'I don't talk money. You'll have to settle it with my business manager.'
'You can have her for two bucks,' Herb said. 'That includes my cut.'
Bill grinned wickedly, and I watched in amazement as the sixty-eight-year-old rolled his hips. They made a cracking sound.
'Unfortunately,' I cut in before he pounced, 'the taxpayers require my time first.'
'You're a tease, Jack, getting an old man all hot and bothered and then turning him away.'
He pinched my cheek and walked out.
I turned to Herb. 'Thanks for informing Bill of my recent availability.'
'Payback for siccing the Feds on me. You want the last burger?'
I shook my head and popped the tape in the VCR. As expected, the quality was poor. It was black and white, grainy from having been reused several hundred times, and speeded up so one six-hour tape could accommodate an entire day.
There was a time code in the lower left-hand corner, in military time, and I rewound to 1800 hours and let it play.
Lo and behold, at 18:42 a young man entered the store, made a beeline for the magazine rack, and then fell over and started shaking like a leaf. The two other patrons who were in the store, along with the clerk, went over to take a closer look.

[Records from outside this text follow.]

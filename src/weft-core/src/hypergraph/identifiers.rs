//! Type identifiers for graph elements.

use std::fmt;
use std::hash::Hash;

use serde::{Deserialize, Serialize};

/// Node identifier.
///
/// Identifiers are handed out by a [`Registry`](super::Registry) in strictly
/// increasing order and are never reused within one hypergraph, so ordering
/// by id is ordering by creation.
#[derive(Debug, Clone, Copy, PartialEq, Eq, Hash, PartialOrd, Ord, Serialize, Deserialize)]
#[serde(transparent)]
pub struct NodeId(u64);

/// Edge/Hyperedge identifier.
#[derive(Debug, Clone, Copy, PartialEq, Eq, Hash, PartialOrd, Ord, Serialize, Deserialize)]
#[serde(transparent)]
pub struct EdgeId(u64);

/// Common behaviour of registry-allocated identifiers.
pub trait EntityId: Copy + Ord + Hash + fmt::Debug + fmt::Display {
    /// Entity kind name used in error messages.
    const KIND: &'static str;

    /// Wrap a raw value.
    fn from_raw(raw: u64) -> Self;

    /// The raw numeric value.
    fn raw(self) -> u64;
}

impl EntityId for NodeId {
    const KIND: &'static str = "node";

    fn from_raw(raw: u64) -> Self {
        Self(raw)
    }

    fn raw(self) -> u64 {
        self.0
    }
}

impl EntityId for EdgeId {
    const KIND: &'static str = "edge";

    fn from_raw(raw: u64) -> Self {
        Self(raw)
    }

    fn raw(self) -> u64 {
        self.0
    }
}

impl fmt::Display for NodeId {
    fn fmt(&self, f: &mut fmt::Formatter<'_>) -> fmt::Result {
        write!(f, "n{}", self.0)
    }
}

impl fmt::Display for EdgeId {
    fn fmt(&self, f: &mut fmt::Formatter<'_>) -> fmt::Result {
        write!(f, "e{}", self.0)
    }
}

/// Label type for optional display names on nodes and edges.
pub type Label = String;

The seizure lasted almost two minutes, or about twenty seconds on the speeded-up copy we had, and then the kid got up and left the store, keeping his head down, avoiding the overhead camera with obvious experience.
'If that was a real seizure, I'm trying out for the ballet,' Benedict said.
I pushed the image of Herb in tights out of my mind and rewound the tape, letting it run in slow motion so it was closer to real time. As evidence, the tape was practically inadmissible. The picture quality was that bad. I took it out and plunked in the tape from the 7-Eleven earlier today, hoping for a better quality.
Sometimes wishes come true.
This time the tape was in color, crystal clear. Rather than the annoying pan back and forth of the previous tape, this tape used four different cameras to record four different parts of the store, which broke the screen up into quarters.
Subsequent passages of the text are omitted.